On Monday afternoon at the Paris Air Show, jet engine maker CFM International said it signed the largest single jet engine order in history to supply fast-growing Indian carrier IndiGo with its LEAP-1A engines and services — a deal valued at more than $20 billion at list price.
That deal was a whopper but its dominance, at least in dollar terms, lasted barely a day. Demand for the fuel-efficient LEAP engine is running red-hot and on Tuesday, CFM beat that deal with a $23.1 billion engine and services agreement with AirAsia. The carrier will purchase 200 LEAP-1A engines to power the airline’s 100 Airbus A321neo jets.

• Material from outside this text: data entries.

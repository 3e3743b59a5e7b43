//! Simulation adapters: a random-walk market stream, clock-aligned window
//! discovery, and a paper order gateway.
//!
//! The sim venue is a deliberately sleepy quoter: its books sit at a 0.50
//! mid regardless of spot, so any sustained spot move produces exactly the
//! divergences the engine is built to detect.

use std::collections::{HashMap, VecDeque};
use std::sync::atomic::{AtomicBool, Ordering};

use async_trait::async_trait;
use chrono::{DateTime, Utc};
use rand::rngs::StdRng;
use rand::{Rng, SeedableRng};
use tokio::sync::mpsc;
use tokio::time::{sleep, Duration};

use crate::config::SimFeedConfig;
use crate::domain::{Asset, MarketBook, MarketId, SideBook, Tick, VolSnapshot, WindowSpec};
use crate::error::{Error, VenueError};
use crate::port::{
    MarketDiscovery, MarketEvent, MarketStream, OrderGateway, OrderRequest, OrderUpdate,
    Resolution,
};

const DEFAULT_START_PRICE: f64 = 100.0;
/// Vol refreshes once per this many spot ticks.
const VOL_REFRESH_EVERY: u64 = 25;

/// Random-walk spot feed plus sleepy venue books, multiplexed into one
/// stream.
pub struct SimMarketStream {
    cfg: SimFeedConfig,
    assets: Vec<Asset>,
    prices: HashMap<Asset, f64>,
    subscribed: Vec<MarketId>,
    queue: VecDeque<MarketEvent>,
    rng: StdRng,
    ticks: u64,
    connected: bool,
}

impl SimMarketStream {
    #[must_use]
    pub fn new(cfg: SimFeedConfig, assets: Vec<Asset>) -> Self {
        let prices = assets
            .iter()
            .map(|asset| {
                let start = cfg
                    .start_prices
                    .get(asset.as_str())
                    .copied()
                    .unwrap_or(DEFAULT_START_PRICE);
                (asset.clone(), start)
            })
            .collect();
        Self {
            cfg,
            assets,
            prices,
            subscribed: Vec::new(),
            queue: VecDeque::new(),
            rng: StdRng::from_entropy(),
            ticks: 0,
            connected: false,
        }
    }

    /// Deterministic stream for tests.
    #[must_use]
    pub fn with_seed(cfg: SimFeedConfig, assets: Vec<Asset>, seed: u64) -> Self {
        let mut stream = Self::new(cfg, assets);
        stream.rng = StdRng::seed_from_u64(seed);
        stream
    }

    fn refill_queue(&mut self) {
        let now = Utc::now();
        self.ticks += 1;

        for asset in &self.assets {
            let price = self.prices.get_mut(asset).expect("price seeded per asset");
            let step = self.rng.gen_range(-1.0..=1.0) * self.cfg.walk_bps_per_tick / 10_000.0;
            *price *= 1.0 + step;

            self.queue.push_back(MarketEvent::SpotTick(Tick {
                asset: asset.clone(),
                price: *price,
                observed_at: now,
                source_latency_ms: self.rng.gen_range(1..20),
            }));

            if self.ticks % VOL_REFRESH_EVERY == 1 {
                self.queue.push_back(MarketEvent::VolUpdate(VolSnapshot {
                    asset: asset.clone(),
                    implied_vol: self.cfg.implied_vol,
                    observed_at: now,
                }));
            }
        }

        let half_spread = self.cfg.spread / 2.0;
        let side = SideBook::from_touch(0.5 - half_spread, 0.5 + half_spread);
        for market_id in &self.subscribed {
            self.queue.push_back(MarketEvent::BookUpdate {
                market_id: market_id.clone(),
                book: MarketBook::new(side, side, now),
            });
        }
    }
}

#[async_trait]
impl MarketStream for SimMarketStream {
    async fn connect(&mut self) -> Result<(), Error> {
        self.connected = true;
        self.queue.push_back(MarketEvent::Connected {
            feed: "sim".to_string(),
        });
        Ok(())
    }

    async fn subscribe(&mut self, market_ids: &[MarketId]) -> Result<(), Error> {
        self.subscribed = market_ids.to_vec();
        Ok(())
    }

    async fn next_event(&mut self) -> Option<MarketEvent> {
        if !self.connected {
            return None;
        }
        if self.queue.is_empty() {
            sleep(Duration::from_millis(self.cfg.tick_interval_ms)).await;
            self.refill_queue();
        }
        self.queue.pop_front()
    }

    fn name(&self) -> &'static str {
        "sim"
    }
}

/// Clock-aligned fixed-duration window discovery.
///
/// Window boundaries fall on multiples of the duration, the way short-term
/// up/down listings roll on the venue.
pub struct SimDiscovery {
    window_duration_secs: u64,
}

impl SimDiscovery {
    #[must_use]
    pub fn new(window_duration_secs: u64) -> Self {
        Self {
            window_duration_secs,
        }
    }
}

#[async_trait]
impl MarketDiscovery for SimDiscovery {
    async fn next_window(
        &self,
        asset: &Asset,
        not_before: DateTime<Utc>,
    ) -> Result<Option<WindowSpec>, Error> {
        // First boundary at or after not_before, so back-to-back windows
        // chain without skipping the one that opens exactly at the previous
        // close.
        let dur = self.window_duration_secs as i64;
        let ts = not_before.timestamp();
        let start = ts.div_euclid(dur) * dur + if ts % dur == 0 { 0 } else { dur };
        let opens_at = DateTime::<Utc>::from_timestamp(start, 0).unwrap_or_else(Utc::now);

        Ok(Some(WindowSpec {
            asset: asset.clone(),
            market_id: MarketId::from(format!(
                "{}-updown-{}s-{}",
                asset,
                self.window_duration_secs,
                start
            )),
            opens_at,
            duration_secs: self.window_duration_secs,
        }))
    }

    async fn resolution(&self, _market_id: &MarketId) -> Result<Option<Resolution>, Error> {
        // The sim venue never publishes resolutions; the engine classifies
        // from the final observed spot.
        Ok(None)
    }
}

/// Paper order gateway: accepts everything and fills at the limit price
/// after a short latency. Rejection mode exercises the adverse paths.
pub struct PaperGateway {
    fill_latency_ms: u64,
    reject_all: AtomicBool,
}

impl Default for PaperGateway {
    fn default() -> Self {
        Self::new(50)
    }
}

impl PaperGateway {
    #[must_use]
    pub fn new(fill_latency_ms: u64) -> Self {
        Self {
            fill_latency_ms,
            reject_all: AtomicBool::new(false),
        }
    }

    /// Make every subsequent submission bounce, for adverse-path tests.
    pub fn set_reject_all(&self, reject: bool) {
        self.reject_all.store(reject, Ordering::SeqCst);
    }
}

#[async_trait]
impl OrderGateway for PaperGateway {
    async fn submit(
        &self,
        order: OrderRequest,
        updates: mpsc::Sender<OrderUpdate>,
    ) -> Result<(), VenueError> {
        let latency = Duration::from_millis(self.fill_latency_ms);
        let reject = self.reject_all.load(Ordering::SeqCst);

        tokio::spawn(async move {
            sleep(latency).await;
            if reject {
                let _ = updates
                    .send(OrderUpdate::Rejected {
                        trade_id: order.trade_id,
                        reason: "paper gateway rejection".to_string(),
                    })
                    .await;
                return;
            }
            let _ = updates
                .send(OrderUpdate::Accepted {
                    trade_id: order.trade_id.clone(),
                    venue_order_id: format!("paper-{}", order.trade_id),
                })
                .await;
            let _ = updates
                .send(OrderUpdate::Filled {
                    trade_id: order.trade_id,
                    price: order.price,
                    size: order.size,
                    at: Utc::now(),
                })
                .await;
        });

        Ok(())
    }

    fn name(&self) -> &'static str {
        "paper"
    }
}

#[cfg(test)]
mod tests {
    use super::*;
    use crate::domain::{Side, TradeId};

    #[tokio::test]
    async fn stream_yields_ticks_for_all_assets() {
        let assets = vec![Asset::from("btc"), Asset::from("eth")];
        let mut stream = SimMarketStream::with_seed(SimFeedConfig::default(), assets, 7);
        stream.connect().await.unwrap();

        let mut seen = std::collections::HashSet::new();
        for _ in 0..16 {
            match stream.next_event().await {
                Some(MarketEvent::SpotTick(tick)) => {
                    assert!(tick.price > 0.0);
                    seen.insert(tick.asset.clone());
                }
                Some(_) => {}
                None => panic!("stream closed unexpectedly"),
            }
        }
        assert!(seen.contains(&Asset::from("btc")));
        assert!(seen.contains(&Asset::from("eth")));
    }

    #[tokio::test]
    async fn subscribed_markets_get_books() {
        let mut stream = SimMarketStream::with_seed(
            SimFeedConfig {
                tick_interval_ms: 1,
                ..SimFeedConfig::default()
            },
            vec![Asset::from("btc")],
            7,
        );
        stream.connect().await.unwrap();
        stream
            .subscribe(&[MarketId::from("btc-updown-300s-0")])
            .await
            .unwrap();

        let mut saw_book = false;
        for _ in 0..12 {
            if let Some(MarketEvent::BookUpdate { book, .. }) = stream.next_event().await {
                assert!((book.pair_sum() - 1.0).abs() < 1e-9);
                saw_book = true;
                break;
            }
        }
        assert!(saw_book);
    }

    #[tokio::test]
    async fn discovery_windows_align_to_duration() {
        let discovery = SimDiscovery::new(300);
        let not_before = DateTime::<Utc>::from_timestamp(1_700_000_123, 0).unwrap();
        let spec = discovery
            .next_window(&Asset::from("btc"), not_before)
            .await
            .unwrap()
            .unwrap();

        assert_eq!(spec.opens_at.timestamp() % 300, 0);
        assert!(spec.opens_at > not_before);
        assert_eq!(spec.duration_secs, 300);
        assert!(spec.market_id.as_str().starts_with("btc-updown-300s-"));
    }

    #[tokio::test]
    async fn paper_gateway_accepts_then_fills() {
        let gateway = PaperGateway::new(1);
        let (tx, mut rx) = mpsc::channel(8);
        let order = OrderRequest {
            trade_id: TradeId::new(),
            market_id: MarketId::from("m"),
            side: Side::Yes,
            price: 0.51,
            size: 40.0,
        };
        gateway.submit(order.clone(), tx).await.unwrap();

        let first = rx.recv().await.unwrap();
        assert!(matches!(first, OrderUpdate::Accepted { .. }));
        let second = rx.recv().await.unwrap();
        match second {
            OrderUpdate::Filled { price, size, .. } => {
                assert_eq!(price, 0.51);
                assert_eq!(size, 40.0);
            }
            other => panic!("expected fill, got {other:?}"),
        }
    }

    #[tokio::test]
    async fn paper_gateway_rejection_mode() {
        let gateway = PaperGateway::new(1);
        gateway.set_reject_all(true);
        let (tx, mut rx) = mpsc::channel(8);
        let order = OrderRequest {
            trade_id: TradeId::new(),
            market_id: MarketId::from("m"),
            side: Side::No,
            price: 0.51,
            size: 40.0,
        };
        gateway.submit(order, tx).await.unwrap();

        let update = rx.recv().await.unwrap();
        assert!(matches!(update, OrderUpdate::Rejected { .. }));
    }
}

The deal also includes a service agreement for more than 800 LEAP-1A engines, the airline’s entire fleet.
“We have centered our long-term growth and expansion strategy around the larger Airbus A321neo; choosing the right engine to power those airlines is critical to the success of that strategy,” said Datuk Kamarudin Meranun, executive chairman of the AirAsia Group. “For us, the LEAP-1A continues to be the obvious choice. We have been operating it for nearly three years and are very happy. Our passengers like its quiet operation and we like the fuel-efficiency and very high asset utilization it gives us.”

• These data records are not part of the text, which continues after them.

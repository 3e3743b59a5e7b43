//! Process-wide risk ledger.
//!
//! Tracks balance, deposited seed, session/day/lifetime P&L, and enforces the
//! daily loss cap. All mutation goes through one `parking_lot::Mutex`, which
//! makes `try_reserve` the single serialization point across every asset
//! state machine: concurrent reservation attempts cannot jointly overshoot
//! the cap, because in-flight reservations count as at-risk until they are
//! settled or released.

use std::collections::{HashMap, HashSet};

use chrono::{DateTime, NaiveDate, Utc};
use parking_lot::Mutex;
use rust_decimal::prelude::{FromPrimitive, ToPrimitive};
use rust_decimal::Decimal;
use serde::Serialize;

use crate::domain::{Trade, TradeId};
use crate::error::RiskError;

/// Lossless-enough conversion from engine floats into ledger money.
pub fn to_money(v: f64) -> Decimal {
    Decimal::from_f64(v).unwrap_or_default()
}

/// Risk limits applied by the ledger.
#[derive(Debug, Clone)]
pub struct RiskLimits {
    /// Ceiling on cumulative daily loss (plus at-risk reservations).
    pub daily_cap_limit: Decimal,
    /// Maximum number of concurrently open positions across all assets.
    pub max_open_positions: usize,
    /// Fraction of balance used as the base position size.
    pub max_position_pct: f64,
}

impl Default for RiskLimits {
    fn default() -> Self {
        Self {
            daily_cap_limit: Decimal::from(200),
            max_open_positions: 3,
            max_position_pct: 0.01,
        }
    }
}

/// Budget grant returned by [`RiskLedger::try_reserve`].
///
/// The holder must hand it back through `settle` (trade finalized) or
/// `release` (order rejected or never placed).
#[derive(Debug, Clone, PartialEq, Eq)]
pub struct Reservation {
    trade_id: TradeId,
    amount: Decimal,
}

impl Reservation {
    #[must_use]
    pub fn trade_id(&self) -> &TradeId {
        &self.trade_id
    }

    #[must_use]
    pub fn amount(&self) -> Decimal {
        self.amount
    }
}

/// Read-only view of the ledger for status reporting.
#[derive(Debug, Clone, Serialize)]
pub struct LedgerSnapshot {
    pub balance: Decimal,
    pub seed: Decimal,
    pub session_pnl: Decimal,
    pub daily_pnl: Decimal,
    pub total_pnl: Decimal,
    pub daily_cap_limit: Decimal,
    /// Loss component of daily P&L plus at-risk reservations, as a fraction
    /// of the cap (0.0 .. 1.0+).
    pub daily_cap_used_pct: f64,
    pub open_positions: usize,
}

struct LedgerInner {
    balance: Decimal,
    seed: Decimal,
    session_pnl: Decimal,
    daily_pnl: Decimal,
    total_pnl: Decimal,
    reserved: Decimal,
    reservations: HashMap<TradeId, Decimal>,
    settled: HashSet<TradeId>,
    day: NaiveDate,
}

/// The shared ledger. Cheap to clone behind an `Arc`.
pub struct RiskLedger {
    limits: RiskLimits,
    inner: Mutex<LedgerInner>,
}

impl RiskLedger {
    /// Create a ledger seeded with the deposited bankroll.
    #[must_use]
    pub fn new(seed: Decimal, limits: RiskLimits, now: DateTime<Utc>) -> Self {
        Self {
            limits,
            inner: Mutex::new(LedgerInner {
                balance: seed,
                seed,
                session_pnl: Decimal::ZERO,
                daily_pnl: Decimal::ZERO,
                total_pnl: Decimal::ZERO,
                reserved: Decimal::ZERO,
                reservations: HashMap::new(),
                settled: HashSet::new(),
                day: now.date_naive(),
            }),
        }
    }

    /// Atomically reserve budget for a trade with the given expected risk
    /// (full order notional - a binary position can go to zero).
    ///
    /// Denial is an ordinary outcome: the caller's divergence episode stays
    /// open and may re-request on a later tick.
    pub fn try_reserve(
        &self,
        trade_id: &TradeId,
        expected_risk: Decimal,
        now: DateTime<Utc>,
    ) -> Result<Reservation, RiskError> {
        let mut inner = self.inner.lock();
        roll_day(&mut inner, now);

        let open = inner.reservations.len();
        if open >= self.limits.max_open_positions {
            return Err(RiskError::PositionLimitReached {
                current: open,
                limit: self.limits.max_open_positions,
            });
        }

        let available = inner.balance - inner.reserved;
        if expected_risk > available {
            return Err(RiskError::InsufficientBalance {
                needed: expected_risk,
                available,
            });
        }

        let loss_so_far = (-inner.daily_pnl).max(Decimal::ZERO);
        let at_risk = loss_so_far + inner.reserved + expected_risk;
        if at_risk > self.limits.daily_cap_limit {
            return Err(RiskError::DailyCapExceeded {
                at_risk,
                cap: self.limits.daily_cap_limit,
            });
        }

        inner.reserved += expected_risk;
        inner.reservations.insert(trade_id.clone(), expected_risk);

        Ok(Reservation {
            trade_id: trade_id.clone(),
            amount: expected_risk,
        })
    }

    /// Return a grant unused: order rejected, expired unfilled, or dry-run.
    pub fn release(&self, reservation: Reservation) {
        let mut inner = self.inner.lock();
        if let Some(amount) = inner.reservations.remove(&reservation.trade_id) {
            inner.reserved -= amount;
        }
    }

    /// Apply a finalized trade's P&L. Idempotent per trade id: a second call
    /// with the same id changes nothing.
    pub fn settle(&self, trade: &Trade, now: DateTime<Utc>) {
        let mut inner = self.inner.lock();
        roll_day(&mut inner, now);

        if !inner.settled.insert(trade.id.clone()) {
            return;
        }
        if let Some(amount) = inner.reservations.remove(&trade.id) {
            inner.reserved -= amount;
        }

        let pnl = to_money(trade.pnl.unwrap_or(0.0));
        inner.balance += pnl;
        inner.session_pnl += pnl;
        inner.daily_pnl += pnl;
        inner.total_pnl += pnl;
    }

    /// Current ledger view for the status file.
    pub fn snapshot(&self, now: DateTime<Utc>) -> LedgerSnapshot {
        let mut inner = self.inner.lock();
        roll_day(&mut inner, now);

        let loss_so_far = (-inner.daily_pnl).max(Decimal::ZERO);
        let used = loss_so_far + inner.reserved;
        let used_pct = if self.limits.daily_cap_limit > Decimal::ZERO {
            (used / self.limits.daily_cap_limit).to_f64().unwrap_or(0.0)
        } else {
            0.0
        };

        LedgerSnapshot {
            balance: inner.balance,
            seed: inner.seed,
            session_pnl: inner.session_pnl,
            daily_pnl: inner.daily_pnl,
            total_pnl: inner.total_pnl,
            daily_cap_limit: self.limits.daily_cap_limit,
            daily_cap_used_pct: used_pct,
            open_positions: inner.reservations.len(),
        }
    }

    /// Dollar size for a new position, scaled up for larger edges.
    ///
    /// Base is `balance * max_position_pct`, multiplied by `edge / 0.003`
    /// capped at 3x, and never more than 2% of balance.
    pub fn position_size(&self, edge: f64) -> f64 {
        let balance = self
            .inner
            .lock()
            .balance
            .to_f64()
            .unwrap_or(0.0)
            .max(0.0);
        let base = balance * self.limits.max_position_pct;
        let edge_mult = (edge.abs() / 0.003).min(3.0);
        (base * edge_mult).min(balance * 0.02)
    }
}

fn roll_day(inner: &mut LedgerInner, now: DateTime<Utc>) {
    let today = now.date_naive();
    if today != inner.day {
        inner.daily_pnl = Decimal::ZERO;
        inner.day = today;
    }
}

#[cfg(test)]
mod tests {
    use super::*;
    use crate::domain::{Asset, MarketId, Side};
    use chrono::Duration;
    use rust_decimal_macros::dec;

    fn ledger(cap: Decimal) -> RiskLedger {
        RiskLedger::new(
            dec!(1000),
            RiskLimits {
                daily_cap_limit: cap,
                max_open_positions: 10,
                max_position_pct: 0.01,
            },
            Utc::now(),
        )
    }

    fn settled_trade(pnl: f64) -> Trade {
        let mut t = Trade::submitted(
            MarketId::from("m"),
            Asset::from("btc"),
            Side::Yes,
            0.5,
            100.0,
            0.08,
            Utc::now(),
        );
        t.settle(0.5 + pnl / 100.0);
        t
    }

    #[test]
    fn reserve_within_cap_is_granted() {
        let l = ledger(dec!(200));
        let id = TradeId::new();
        assert!(l.try_reserve(&id, dec!(20), Utc::now()).is_ok());
    }

    #[test]
    fn reserve_denied_near_cap() {
        // daily_pnl = -190 of a 200 cap; a further $20 at risk must be denied
        let l = ledger(dec!(200));
        l.settle(&settled_trade(-190.0), Utc::now());

        let denied = l.try_reserve(&TradeId::new(), dec!(20), Utc::now());
        assert!(matches!(denied, Err(RiskError::DailyCapExceeded { .. })));

        // A smaller request that fits under the cap still goes through
        assert!(l.try_reserve(&TradeId::new(), dec!(9), Utc::now()).is_ok());
    }

    #[test]
    fn in_flight_reservations_count_against_cap() {
        let l = ledger(dec!(100));
        let a = l.try_reserve(&TradeId::new(), dec!(60), Utc::now());
        assert!(a.is_ok());
        let b = l.try_reserve(&TradeId::new(), dec!(60), Utc::now());
        assert!(matches!(b, Err(RiskError::DailyCapExceeded { .. })));
    }

    #[test]
    fn release_frees_budget() {
        let l = ledger(dec!(100));
        let res = l.try_reserve(&TradeId::new(), dec!(90), Utc::now()).unwrap();
        assert!(l.try_reserve(&TradeId::new(), dec!(90), Utc::now()).is_err());
        l.release(res);
        assert!(l.try_reserve(&TradeId::new(), dec!(90), Utc::now()).is_ok());
    }

    #[test]
    fn settle_is_idempotent_per_trade_id() {
        let l = ledger(dec!(200));
        let t = settled_trade(-25.0);
        l.settle(&t, Utc::now());
        let first = l.snapshot(Utc::now());
        l.settle(&t, Utc::now());
        let second = l.snapshot(Utc::now());

        assert_eq!(first.balance, second.balance);
        assert_eq!(first.daily_pnl, second.daily_pnl);
        assert_eq!(first.total_pnl, second.total_pnl);
        assert_eq!(first.balance, dec!(975));
    }

    #[test]
    fn settle_applies_pnl_to_all_figures() {
        let l = ledger(dec!(200));
        l.settle(&settled_trade(44.0), Utc::now());
        let snap = l.snapshot(Utc::now());
        assert_eq!(snap.balance, dec!(1044));
        assert_eq!(snap.session_pnl, dec!(44));
        assert_eq!(snap.daily_pnl, dec!(44));
        assert_eq!(snap.total_pnl, dec!(44));
    }

    #[test]
    fn daily_figures_reset_on_utc_rollover() {
        let now = Utc::now();
        let l = ledger(dec!(200));
        l.settle(&settled_trade(-50.0), now);
        assert_eq!(l.snapshot(now).daily_pnl, dec!(-50));

        let tomorrow = now + Duration::days(1);
        let snap = l.snapshot(tomorrow);
        assert_eq!(snap.daily_pnl, Decimal::ZERO);
        // Session and lifetime figures survive the rollover
        assert_eq!(snap.session_pnl, dec!(-50));
        assert_eq!(snap.total_pnl, dec!(-50));
    }

    #[test]
    fn position_limit_is_enforced() {
        let l = RiskLedger::new(
            dec!(1000),
            RiskLimits {
                daily_cap_limit: dec!(500),
                max_open_positions: 1,
                max_position_pct: 0.01,
            },
            Utc::now(),
        );
        assert!(l.try_reserve(&TradeId::new(), dec!(10), Utc::now()).is_ok());
        let second = l.try_reserve(&TradeId::new(), dec!(10), Utc::now());
        assert!(matches!(second, Err(RiskError::PositionLimitReached { .. })));
    }

    #[test]
    fn insufficient_balance_is_denied() {
        let l = RiskLedger::new(dec!(10), RiskLimits::default(), Utc::now());
        let denied = l.try_reserve(&TradeId::new(), dec!(20), Utc::now());
        assert!(matches!(denied, Err(RiskError::InsufficientBalance { .. })));
    }

    #[test]
    fn position_size_scales_with_edge_and_caps() {
        let l = ledger(dec!(200));
        // balance 1000, pct 0.01 -> base $10
        let small = l.position_size(0.003);
        let large = l.position_size(0.009);
        let huge = l.position_size(0.5);
        assert!((small - 10.0).abs() < 1e-9);
        assert!((large - 20.0).abs() < 1e-9, "2% balance cap, got {large}");
        assert!((huge - 20.0).abs() < 1e-9);
    }
}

CFM, a 50-50 joint venture between GE and Safran Aircraft Engines, has been in the jet engine business since the 1970s. Its machines power 20 different aircraft for more than 600 operators around the world.
Its engineers built the LEAP engine for next-generation passenger jets developed by Airbus, Boeing and COMAC. The engine features 3D-printed fuel-nozzle tips and parts from space-age materials called ceramic matrix composites (CMCs), which help it save fuel, lower emissions and achieve other performance benefits.
CFM President and CEO Gaël Méheust said the LEAP engine has 15% percent better fuel-efficiency than its predecessor and best-in-class utilization — a key measure of (essentially) how often the engines are available to make money.
For example, the LEAP engine’s utilization rate, which has been at 96% since it entered service in 2016 — six points higher than the engine’s competitors. “You take the number of days the plane is available for commercial business and you divide it by the number of days of the year,” said Sébastien Imbourg, executive vice president at CFM. “The closer you are to 100%, the better you are.” That six-point advantage represents about 20 extra days of operation, or $2 million per airplane per year in extra revenue, according to banking firm UBS.